- WHAT THE TASK REQUIRES
Filter the listing below for "transform" and report every line that has it.

- DATA EXCERPTS
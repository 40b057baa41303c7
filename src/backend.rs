//! OAI-PMH backend access.

use std::collections::HashMap;
use std::time::Duration;

use async_trait::async_trait;
use reqwest::header::{self, HeaderMap, HeaderName, HeaderValue};
use reqwest::{Client, Method, StatusCode};
use tracing::{debug, warn};

use crate::config::BackendConfig;
use crate::{Error, Result};

/// Inbound headers never forwarded to the backend
const DROPPED_HEADERS: [HeaderName; 6] = [
    header::COOKIE,
    header::HOST,
    header::CONNECTION,
    header::CONTENT_LENGTH,
    header::TRANSFER_ENCODING,
    header::ACCEPT_ENCODING,
];

/// One call to the backend
#[derive(Debug, Clone)]
pub struct BackendRequest {
    /// HTTP method of the inbound request
    pub method: Method,
    /// Inbound headers; filtered by the backend implementation
    pub headers: HeaderMap,
    /// Allow-listed OAI-PMH arguments
    pub args: Vec<(String, String)>,
}

impl BackendRequest {
    /// Plain GET with no forwarded headers
    #[must_use]
    pub fn get(args: Vec<(String, String)>) -> Self {
        Self {
            method: Method::GET,
            headers: HeaderMap::new(),
            args,
        }
    }
}

/// Backend answer, body decoded as UTF-8
#[derive(Debug, Clone)]
pub struct BackendResponse {
    /// Status returned by the backend, passed through to the client
    pub status: StatusCode,
    /// Response body
    pub body: String,
}

/// Source of OAI-PMH responses
#[async_trait]
pub trait OaiBackend: Send + Sync {
    /// Issue one request
    async fn fetch(&self, request: BackendRequest) -> Result<BackendResponse>;
}

/// reqwest-based backend
pub struct HttpBackend {
    client: Client,
    url: String,
    headers: HeaderMap,
}

impl HttpBackend {
    /// Create a backend client from configuration
    pub fn new(config: &BackendConfig) -> Result<Self> {
        let client = Client::builder()
            .timeout(config.timeout)
            .connect_timeout(config.connect_timeout)
            .pool_max_idle_per_host(10)
            .pool_idle_timeout(Duration::from_secs(90))
            .tcp_keepalive(Duration::from_secs(30))
            .tcp_nodelay(true)
            .redirect(reqwest::redirect::Policy::limited(5))
            .build()
            .map_err(|e| Error::Config(format!("Failed to build HTTP client: {e}")))?;

        Ok(Self {
            client,
            url: config.url.clone(),
            headers: configured_headers(&config.headers),
        })
    }

    /// Backend endpoint
    #[must_use]
    pub fn url(&self) -> &str {
        &self.url
    }
}

#[async_trait]
impl OaiBackend for HttpBackend {
    async fn fetch(&self, request: BackendRequest) -> Result<BackendResponse> {
        let mut headers = forwarded_headers(&request.headers);
        for (name, value) in &self.headers {
            headers.insert(name.clone(), value.clone());
        }

        let builder = self
            .client
            .request(request.method.clone(), &self.url)
            .headers(headers);
        let builder = if request.method == Method::POST {
            builder.form(&request.args)
        } else {
            builder.query(&request.args)
        };

        debug!(url = %self.url, method = %request.method, args = ?request.args, "Calling backend");

        let response = builder.send().await.map_err(|e| classify(&e))?;
        let status = response.status();
        let bytes = response.bytes().await.map_err(|e| classify(&e))?;
        let body = String::from_utf8(bytes.to_vec())
            .map_err(|e| Error::BackendProtocol(format!("Backend response is not UTF-8: {e}")))?;

        debug!(status = %status, bytes = body.len(), "Backend responded");
        Ok(BackendResponse { status, body })
    }
}

/// Inbound headers minus the ones the backend must not see
#[must_use]
pub fn forwarded_headers(inbound: &HeaderMap) -> HeaderMap {
    let mut headers = inbound.clone();
    for name in &DROPPED_HEADERS {
        headers.remove(name);
    }
    headers
}

fn configured_headers(configured: &HashMap<String, String>) -> HeaderMap {
    let mut headers = HeaderMap::new();
    for (key, value) in configured {
        match (key.parse::<HeaderName>(), value.parse::<HeaderValue>()) {
            (Ok(name), Ok(value)) => {
                headers.insert(name, value);
            }
            _ => warn!(header = %key, "Ignoring invalid backend header"),
        }
    }
    headers
}

fn classify(error: &reqwest::Error) -> Error {
    if error.is_timeout() {
        Error::BackendTimeout(error.to_string())
    } else {
        Error::BackendUnavailable(error.to_string())
    }
}

#[cfg(test)]
mod tests {
    use super::*;

    #[test]
    fn test_forwarded_headers_drop_cookie_and_host() {
        let mut inbound = HeaderMap::new();
        inbound.insert(header::COOKIE, HeaderValue::from_static("session=1"));
        inbound.insert(header::HOST, HeaderValue::from_static("proxy.example"));
        inbound.insert(header::ACCEPT_ENCODING, HeaderValue::from_static("gzip"));
        inbound.insert(header::CONTENT_LENGTH, HeaderValue::from_static("12"));
        inbound.insert(header::USER_AGENT, HeaderValue::from_static("harvester/1.0"));
        inbound.insert(header::ACCEPT_LANGUAGE, HeaderValue::from_static("de"));

        let forwarded = forwarded_headers(&inbound);
        assert_eq!(forwarded.len(), 2);
        assert_eq!(forwarded[header::USER_AGENT], "harvester/1.0");
        assert_eq!(forwarded[header::ACCEPT_LANGUAGE], "de");
    }

    #[test]
    fn test_invalid_configured_headers_are_skipped() {
        let configured = HashMap::from([
            ("X-Api-Key".to_string(), "secret".to_string()),
            ("bad header".to_string(), "x".to_string()),
        ]);
        let headers = configured_headers(&configured);
        assert_eq!(headers.len(), 1);
        assert_eq!(headers["x-api-key"], "secret");
    }

    #[tokio::test]
    async fn test_unreachable_backend_is_unavailable() {
        let config = BackendConfig {
            url: "http://127.0.0.1:1/oai".to_string(),
            timeout: Duration::from_secs(5),
            connect_timeout: Duration::from_secs(2),
            ..BackendConfig::default()
        };
        let backend = HttpBackend::new(&config).unwrap();
        let err = backend
            .fetch(BackendRequest::get(vec![("verb".to_string(), "Identify".to_string())]))
            .await
            .unwrap_err();
        assert!(matches!(err, Error::BackendUnavailable(_)), "{err}");
    }
}
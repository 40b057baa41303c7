//! Building the proxy from a configuration file

use std::fs;

use oai_proxy::Error;
use oai_proxy::config::Config;
use oai_proxy::gateway::OaiProxy;
use oai_proxy::transform::PipelineRegistry;
use pretty_assertions::assert_eq;

const CONFIG: &str = r#"
backend:
  url: http://127.0.0.1:1/oai
  timeout: 2s
base_url: https://proxy.example/oai
pretty: false
formats:
  oai_dc:
    pipeline: [easydb, xslt/easydb2dc.xsl]
    schema: http://www.openarchives.org/OAI/2.0/oai_dc.xsd
    namespace: http://www.openarchives.org/OAI/2.0/oai_dc/
intersect_sets:
  "tagfilter:lza": "^pool:"
continuation:
  path: state/tokens.jsonl
transform:
  processor: xsltproc
  timeout: 500ms
"#;

#[test]
fn test_proxy_from_config_file() {
    let dir = tempfile::tempdir().unwrap();
    fs::create_dir(dir.path().join("xslt")).unwrap();
    fs::write(dir.path().join("xslt/easydb2dc.xsl"), "<xsl:stylesheet/>").unwrap();
    let path = dir.path().join("proxy.yaml");
    fs::write(&path, CONFIG).unwrap();

    let config = Config::load(Some(path.as_path())).unwrap();
    assert!(!config.pretty);
    assert_eq!(config.transform.timeout.as_millis(), 500);

    let registry = PipelineRegistry::from_config(&config).unwrap();
    assert_eq!(registry.get("oai_dc").unwrap().source_prefix(), "easydb");

    OaiProxy::from_config(&config).unwrap();
    assert!(dir.path().join("state/tokens.jsonl").exists());
}

#[test]
fn test_missing_stylesheet_is_config_error() {
    let dir = tempfile::tempdir().unwrap();
    let path = dir.path().join("proxy.yaml");
    fs::write(&path, CONFIG).unwrap();

    let config = Config::load(Some(path.as_path())).unwrap();
    let err = OaiProxy::from_config(&config).err().unwrap();
    assert!(matches!(err, Error::Config(_)), "{err}");
}

#[test]
fn test_invalid_backend_url_rejected() {
    let dir = tempfile::tempdir().unwrap();
    let path = dir.path().join("proxy.yaml");
    fs::write(
        &path,
        "backend:\n  url: not a url\nbase_url: https://proxy.example/oai\n",
    )
    .unwrap();

    let err = Config::load(Some(path.as_path())).unwrap_err();
    assert!(err.to_string().contains("backend.url"));
}
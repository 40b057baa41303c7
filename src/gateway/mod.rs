//! Gateway server implementation

mod proxy;
mod router;
mod server;

pub use proxy::{OaiProxy, ProxyRequest, ProxyResponse, RequestState};
pub use router::{AppState, create_router};
pub use server::Gateway;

- RESPONSE TO THE EXERCISE
use oai_proxy::transform::PipelineRegistry;
transform:
    assert_eq!(config.transform.timeout.as_millis(), 500);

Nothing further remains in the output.